An outstanding concern is the temperature of the Eccosorb foam during the test. We did not have an adequate method to thermally sink the foam to the device box. The foam was therefore at a completely unknown temperature during the test. It may have remained significantly above 4 Kelvin. This would have caused the foam to radiate infrared (IR) photons directly at the substrate and feedline. IR photons should not affect the transmission except to lower it overall due to the feedline possibly having an effective temperature above 4 Kelvin. That said, the overall transmission being similar in magnitude to both other tests confirms the Nb remained superconducting.

Radiating Eccosorb would not be acceptable for use near an actual device. Raising the effective temperature of the MKIDs would degrade their internal quality factors and quasiparticle lifetimes5. Eccosorb is also too radioactive for placement adjacent to a detector searching for dark matter.

Satisfied that the worst transmission features were not inherent to the CPW feedline design or fabrication, we proceeded to make (and test) full devices with MKIDs and ground shields included. It is possible that the transmission features may be removed in the future using a non-radioactive heat-sinkable absorber instead of Eccosorb.

Another option may be to update the feedline with special corner designs intended to keep the signal and ground lines in phase thus minimizing the distance over which the feedline can couple [72].

4.3.2 80 MKID, Nb-feedline KIPM

One of our most exhaustively studied devices was fabricated by Yen-Yung Chang beginning on July 26th, 2018. As the second of two devices started by Yen-Yung on that date, it received the identifier YY180726.2. This device used 80 Al MKIDs with designed frequencies between 3.05 and 3.45 GHz. The feedline was fabricated out of Nb to minimize wasted phonon energy (as described in Section 4.2.3). The device substrate is a 1-mm thick, 3"-diameter Si wafer. The Al MKIDs are 30 nm thick.
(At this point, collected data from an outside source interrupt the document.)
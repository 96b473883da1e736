//! References:
//!  - https://www.freedesktop.org/software/polkit/docs/latest/eggdbus-interface-org.freedesktop.PolicyKit1.Authority.html
//!  - https://dbus.freedesktop.org/doc/dbus-specification.html#bus-messages-get-connection-unix-process-id

use crate::authority::Authority;
use crate::authority::AuthorityError;
use crate::authority::AuthorizationResult;
use crate::authority::BusConnector;
use crate::identity::PeerIntrospection;
use async_trait::async_trait;
use std::collections::HashMap;
use std::sync::Arc;
use tracing::debug;
use zbus::fdo::DBusProxy;
use zbus::names::BusName;
use zbus::proxy::CacheProperties;
use zbus::zvariant::Value;
use zbus::Connection;

/// D-Bus errors meaning that nobody owns the authority name anymore.
const SERVICE_GONE_ERRORS: &[&str] = &[
    "org.freedesktop.DBus.Error.ServiceUnknown",
    "org.freedesktop.DBus.Error.NameHasNoOwner",
];

/// If the subject can obtain the authorization through authentication, and an authentication
/// agent is available, then attempt to do so.
const ALLOW_USER_INTERACTION: u32 = 1;

#[zbus::proxy(
    interface = "org.freedesktop.PolicyKit1.Authority",
    default_service = "org.freedesktop.PolicyKit1",
    default_path = "/org/freedesktop/PolicyKit1/Authority"
)]
trait PolicyKitAuthority {
    /// CheckAuthorization method
    fn check_authorization(
        &self,
        subject: &(&str, HashMap<&str, Value<'_>>),
        action_id: &str,
        details: HashMap<&str, &str>,
        flags: u32,
        cancellation_id: &str,
    ) -> zbus::Result<(bool, bool, HashMap<String, String>)>;
}

impl From<zbus::Error> for AuthorityError {
    fn from(err: zbus::Error) -> Self {
        let service_gone = match &err {
            zbus::Error::MethodError(name, _, _) => SERVICE_GONE_ERRORS.contains(&name.as_str()),
            zbus::Error::FDO(fdo) => matches!(
                **fdo,
                zbus::fdo::Error::ServiceUnknown(_) | zbus::fdo::Error::NameHasNoOwner(_)
            ),
            _ => false,
        };

        if service_gone {
            AuthorityError::ServiceGone
        } else {
            AuthorityError::Failed(err.to_string())
        }
    }
}

/// The polkit authority, reached over the system bus.
pub struct PolkitAuthority {
    proxy: PolicyKitAuthorityProxy<'static>,
}

impl PolkitAuthority {
    pub async fn new(connection: &Connection) -> Result<Self, AuthorityError> {
        let proxy = PolicyKitAuthorityProxy::builder(connection)
            .cache_properties(CacheProperties::No)
            .build()
            .await?;
        Ok(PolkitAuthority { proxy })
    }
}

#[async_trait]
impl Authority for PolkitAuthority {
    async fn check_authorization(
        &self,
        pid: u32,
        permission: &str,
    ) -> Result<AuthorizationResult, AuthorityError> {
        // The start time is left to polkit, which looks it up from the pid
        let subject_details = HashMap::from([
            ("pid", Value::from(pid)),
            ("start-time", Value::from(0u64)),
        ]);
        let subject = ("unix-process", subject_details);

        let (is_authorized, is_challenge, details) = self
            .proxy
            .check_authorization(
                &subject,
                permission,
                HashMap::new(),
                ALLOW_USER_INTERACTION,
                "",
            )
            .await?;

        debug!(pid, permission, is_authorized, "Authority answered");
        Ok(AuthorizationResult {
            is_authorized,
            is_challenge,
            details,
        })
    }
}

/// The bus daemon itself, used to identify the peers.
pub struct DBusIntrospection {
    proxy: DBusProxy<'static>,
}

impl DBusIntrospection {
    pub async fn new(connection: &Connection) -> zbus::Result<Self> {
        let proxy = DBusProxy::builder(connection)
            .cache_properties(CacheProperties::No)
            .build()
            .await?;
        Ok(DBusIntrospection { proxy })
    }
}

#[async_trait]
impl PeerIntrospection for DBusIntrospection {
    async fn process_id(&self, sender: &str) -> anyhow::Result<u32> {
        let name = BusName::try_from(sender)?;
        Ok(self.proxy.get_connection_unix_process_id(name).await?)
    }

    async fn user_id(&self, sender: &str) -> anyhow::Result<u32> {
        let name = BusName::try_from(sender)?;
        Ok(self.proxy.get_connection_unix_user(name).await?)
    }
}

/// Connects the broker to polkit and to the bus daemon.
pub struct ZbusConnector {
    connection: Connection,
    authority_on_system_bus: bool,
}

impl ZbusConnector {
    /// Both polkit and the callers are reached through the given connection.
    pub fn new(connection: Connection) -> Self {
        ZbusConnector {
            connection,
            authority_on_system_bus: false,
        }
    }

    /// The callers are on the given connection, but polkit is reached through a system bus
    /// connection opened on demand.
    ///
    /// Used when the broker is exported on the session bus.
    pub fn with_system_authority(connection: Connection) -> Self {
        ZbusConnector {
            connection,
            authority_on_system_bus: true,
        }
    }
}

#[async_trait]
impl BusConnector for ZbusConnector {
    async fn introspection(&self) -> Result<Arc<dyn PeerIntrospection>, AuthorityError> {
        let introspection = DBusIntrospection::new(&self.connection).await?;
        debug!("Created the bus daemon handle");
        Ok(Arc::new(introspection))
    }

    async fn authority(&self) -> Result<Arc<dyn Authority>, AuthorityError> {
        let authority = if self.authority_on_system_bus {
            let system_bus = Connection::system().await?;
            PolkitAuthority::new(&system_bus).await?
        } else {
            PolkitAuthority::new(&self.connection).await?
        };
        debug!("Created the authority handle");
        Ok(Arc::new(authority))
    }
}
The Nb feedline is 300 nm thick to ensure good continuity across the wafer.

An image of the mounted device YY180726.1 can be seen in 4.8. After fabrication, this device was used to for many of the initial MKID-characterization tests described below.

5We did see degraded internal quality factors when the Eccosorb test was repeated using a KIPM with previously characterized MKIDs.

Figure 4.8: The device referred to with the identifier YY180726.2 mounted in a device box (with lid removed) in our Oxford Kelvinox 25. This device has 80 Al MKIDs and a Nb CPW feedline.